• **Exercise**: Would you repeat every line below exactly, please?

————

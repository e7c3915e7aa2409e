//! `tenantscope` Server: request-scoped tenant context propagation, the
//! instrumented isolation service, and tower middleware for HTTP hosts.

pub mod context;
pub mod error;
pub mod isolation;
pub mod middleware;
pub mod module;
pub mod telemetry;

pub use context::{RequestContextStore, TenantContextManager};
pub use error::{ContextError, SetupError};
pub use isolation::{IsolationMetrics, IsolationService, LevelStats};
pub use middleware::{ContextExtractor, HeaderSource, TenantContextLayer};
pub use module::TenantScope;
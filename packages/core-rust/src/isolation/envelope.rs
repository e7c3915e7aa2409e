//! Reserved-field envelope for isolated payloads.
//!
//! Objects are tagged in place (on a copy): reserved fields are added next to
//! the business fields. Anything else is wrapped as
//! `{"data": <value>, "_wrapped": true, <tags>}` so that opening the envelope
//! can tell a wrapped scalar from an object that happens to have a `data` key.

use serde_json::{Map, Value};

use crate::context::{IsolationLevel, MultiLevelContext};
use crate::error::IsolationError;

pub const TENANT_FIELD: &str = "_tenantId";
pub const ORGANIZATION_FIELD: &str = "_organizationId";
pub const DEPARTMENT_FIELD: &str = "_departmentId";
pub const USER_FIELD: &str = "_userId";
pub const LEVEL_FIELD: &str = "_isolationLevel";
pub const ISOLATED_AT_FIELD: &str = "_isolatedAt";
pub const WRAPPED_FIELD: &str = "_wrapped";
pub const DATA_FIELD: &str = "data";

/// Every field the envelope owns. Business payloads must not use these names.
pub const RESERVED_FIELDS: [&str; 7] = [
    TENANT_FIELD,
    ORGANIZATION_FIELD,
    DEPARTMENT_FIELD,
    USER_FIELD,
    LEVEL_FIELD,
    ISOLATED_AT_FIELD,
    WRAPPED_FIELD,
];

/// Reserved field carrying the id of `level`.
#[must_use]
pub fn level_field(level: IsolationLevel) -> &'static str {
    match level {
        IsolationLevel::Tenant => TENANT_FIELD,
        IsolationLevel::Organization => ORGANIZATION_FIELD,
        IsolationLevel::Department => DEPARTMENT_FIELD,
        IsolationLevel::User => USER_FIELD,
    }
}

/// Returns a copy of `data` carrying `tags`.
#[must_use]
pub fn seal(data: &Value, tags: Map<String, Value>) -> Value {
    match data {
        Value::Object(fields) => {
            let mut sealed: Map<String, Value> = fields
                .iter()
                .filter(|(k, _)| !RESERVED_FIELDS.contains(&k.as_str()))
                .map(|(k, v)| (k.clone(), v.clone()))
                .collect();
            sealed.extend(tags);
            Value::Object(sealed)
        }
        other => {
            let mut wrapped = Map::with_capacity(tags.len() + 2);
            wrapped.insert(DATA_FIELD.to_string(), other.clone());
            wrapped.insert(WRAPPED_FIELD.to_string(), Value::Bool(true));
            wrapped.extend(tags);
            Value::Object(wrapped)
        }
    }
}

/// Returns the business payload of an envelope: unwrapped, reserved fields removed.
#[must_use]
pub fn open(data: &Value) -> Value {
    let Value::Object(fields) = data else {
        return data.clone();
    };
    if fields.get(WRAPPED_FIELD) == Some(&Value::Bool(true)) {
        if let Some(inner) = fields.get(DATA_FIELD) {
            return inner.clone();
        }
    }
    Value::Object(
        fields
            .iter()
            .filter(|(k, _)| !RESERVED_FIELDS.contains(&k.as_str()))
            .map(|(k, v)| (k.clone(), v.clone()))
            .collect(),
    )
}

/// Reads a string tag from an envelope.
///
/// # Errors
///
/// [`IsolationError::InvalidEnvelope`] when the tag exists but is not a string.
pub fn tag<'a>(data: &'a Value, field: &str) -> Result<Option<&'a str>, IsolationError> {
    match data.get(field) {
        None | Some(Value::Null) => Ok(None),
        Some(Value::String(s)) => Ok(Some(s.as_str())),
        Some(other) => Err(IsolationError::InvalidEnvelope(format!(
            "{field} must be a string, found {other}"
        ))),
    }
}

/// Compares every hierarchy tag present in `data` against `ctx`.
///
/// Tags absent from the envelope are not checked, so a user-scoped caller can
/// read data isolated at tenant scope. Any present tag must match exactly.
///
/// # Errors
///
/// [`IsolationError::InvalidEnvelope`] when `_tenantId` is missing,
/// [`IsolationError::ContextMismatch`] on the first disagreeing tag.
pub fn check_hierarchy_tags(data: &Value, ctx: &MultiLevelContext) -> Result<(), IsolationError> {
    if tag(data, TENANT_FIELD)?.is_none() {
        return Err(IsolationError::InvalidEnvelope(format!(
            "missing {TENANT_FIELD}"
        )));
    }
    for level in IsolationLevel::ALL {
        if let Some(stored) = tag(data, level_field(level))? {
            let caller = ctx.id_at(level);
            if caller != Some(stored) {
                tracing::warn!(
                    field = level.field_name(),
                    stored,
                    caller = ?caller,
                    "envelope does not belong to caller's context"
                );
                return Err(IsolationError::ContextMismatch {
                    field: level.field_name(),
                    stored: stored.to_string(),
                    caller: caller.map(str::to_owned),
                });
            }
        }
    }
    Ok(())
}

————

• **Solution**:
repository e7c3915e7aa2409e
//! `tenantscope` Server: request-scoped tenant context propagation, the
//! instrumented isolation service, and tower middleware for HTTP hosts.

pub mod context;
pub mod error;
pub mod isolation;
pub mod middleware;
pub mod module;
pub mod telemetry;

pub use context::{RequestContextStore, TenantContextManager};
pub use error::{ContextError, SetupError};
pub use isolation::{IsolationMetrics, IsolationService, LevelStats};
pub use middleware::{ContextExtractor, HeaderSource, TenantContextLayer};
pub use module::TenantScope;
filename packages/core-rust/src/isolation/envelope.rs
repository e7c3915e7aa2409e
//! Reserved-field envelope for isolated payloads.
//!
//! Objects are tagged in place (on a copy): reserved fields are added next to
//! the business fields. Anything else is wrapped as
//! `{"data": <value>, "_wrapped": true, <tags>}` so that opening the envelope
//! can tell a wrapped scalar from an object that happens to have a `data` key.

use serde_json::{Map, Value};

use crate::context::{IsolationLevel, MultiLevelContext};
use crate::error::IsolationError;

pub const TENANT_FIELD: &str = "_tenantId";
pub const ORGANIZATION_FIELD: &str = "_organizationId";
pub const DEPARTMENT_FIELD: &str = "_departmentId";
pub const USER_FIELD: &str = "_userId";
pub const LEVEL_FIELD: &str = "_isolationLevel";
pub const ISOLATED_AT_FIELD: &str = "_isolatedAt";
pub const WRAPPED_FIELD: &str = "_wrapped";
pub const DATA_FIELD: &str = "data";

/// Every field the envelope owns. Business payloads must not use these names.
pub const RESERVED_FIELDS: [&str; 7] = [
    TENANT_FIELD,
    ORGANIZATION_FIELD,
    DEPARTMENT_FIELD,
    USER_FIELD,
    LEVEL_FIELD,
    ISOLATED_AT_FIELD,
    WRAPPED_FIELD,
];

/// Reserved field carrying the id of `level`.
#[must_use]
pub fn level_field(level: IsolationLevel) -> &'static str {
    match level {
        IsolationLevel::Tenant => TENANT_FIELD,
        IsolationLevel::Organization => ORGANIZATION_FIELD,
        IsolationLevel::Department => DEPARTMENT_FIELD,
        IsolationLevel::User => USER_FIELD,
    }
}

/// Returns a copy of `data` carrying `tags`.
#[must_use]
pub fn seal(data: &Value, tags: Map<String, Value>) -> Value {
    match data {
        Value::Object(fields) => {
            let mut sealed: Map<String, Value> = fields
                .iter()
                .filter(|(k, _)| !RESERVED_FIELDS.contains(&k.as_str()))
                .map(|(k, v)| (k.clone(), v.clone()))
                .collect();
            sealed.extend(tags);
            Value::Object(sealed)
        }
        other => {
            let mut wrapped = Map::with_capacity(tags.len() + 2);
            wrapped.insert(DATA_FIELD.to_string(), other.clone());
            wrapped.insert(WRAPPED_FIELD.to_string(), Value::Bool(true));
            wrapped.extend(tags);
            Value::Object(wrapped)
        }
    }
}

/// Returns the business payload of an envelope: unwrapped, reserved fields removed.
#[must_use]
pub fn open(data: &Value) -> Value {
    let Value::Object(fields) = data else {
        return data.clone();
    };
    if fields.get(WRAPPED_FIELD) == Some(&Value::Bool(true)) {
        if let Some(inner) = fields.get(DATA_FIELD) {
            return inner.clone();
        }
    }
    Value::Object(
        fields
            .iter()
            .filter(|(k, _)| !RESERVED_FIELDS.contains(&k.as_str()))
            .map(|(k, v)| (k.clone(), v.clone()))
            .collect(),
    )
}

/// Reads a string tag from an envelope.
///
/// # Errors
///
/// [`IsolationError::InvalidEnvelope`] when the tag exists but is not a string.
pub fn tag<'a>(data: &'a Value, field: &str) -> Result<Option<&'a str>, IsolationError> {
    match data.get(field) {
        None | Some(Value::Null) => Ok(None),
        Some(Value::String(s)) => Ok(Some(s.as_str())),
        Some(other) => Err(IsolationError::InvalidEnvelope(format!(
            "{field} must be a string, found {other}"
        ))),
    }
}

/// Compares every hierarchy tag present in `data` against `ctx`.
///
/// Tags absent from the envelope are not checked, so a user-scoped caller can
/// read data isolated at tenant scope. Any present tag must match exactly.
///
/// # Errors
///
/// [`IsolationError::InvalidEnvelope`] when `_tenantId` is missing,
/// [`IsolationError::ContextMismatch`] on the first disagreeing tag.
pub fn check_hierarchy_tags(data: &Value, ctx: &MultiLevelContext) -> Result<(), IsolationError> {
    if tag(data, TENANT_FIELD)?.is_none() {
        return Err(IsolationError::InvalidEnvelope(format!(
            "missing {TENANT_FIELD}"
        )));
    }
    for level in IsolationLevel::ALL {
        if let Some(stored) = tag(data, level_field(level))? {
            let caller = ctx.id_at(level);
            if caller != Some(stored) {
                tracing::warn!(
                    field = level.field_name(),
                    stored,
                    caller = ?caller,
                    "envelope does not belong to caller's context"
                );
                return Err(IsolationError::ContextMismatch {
                    field: level.field_name(),
                    stored: stored.to_string(),
                    caller: caller.map(str::to_owned),
                });
            }
        }
    }
    Ok(())
}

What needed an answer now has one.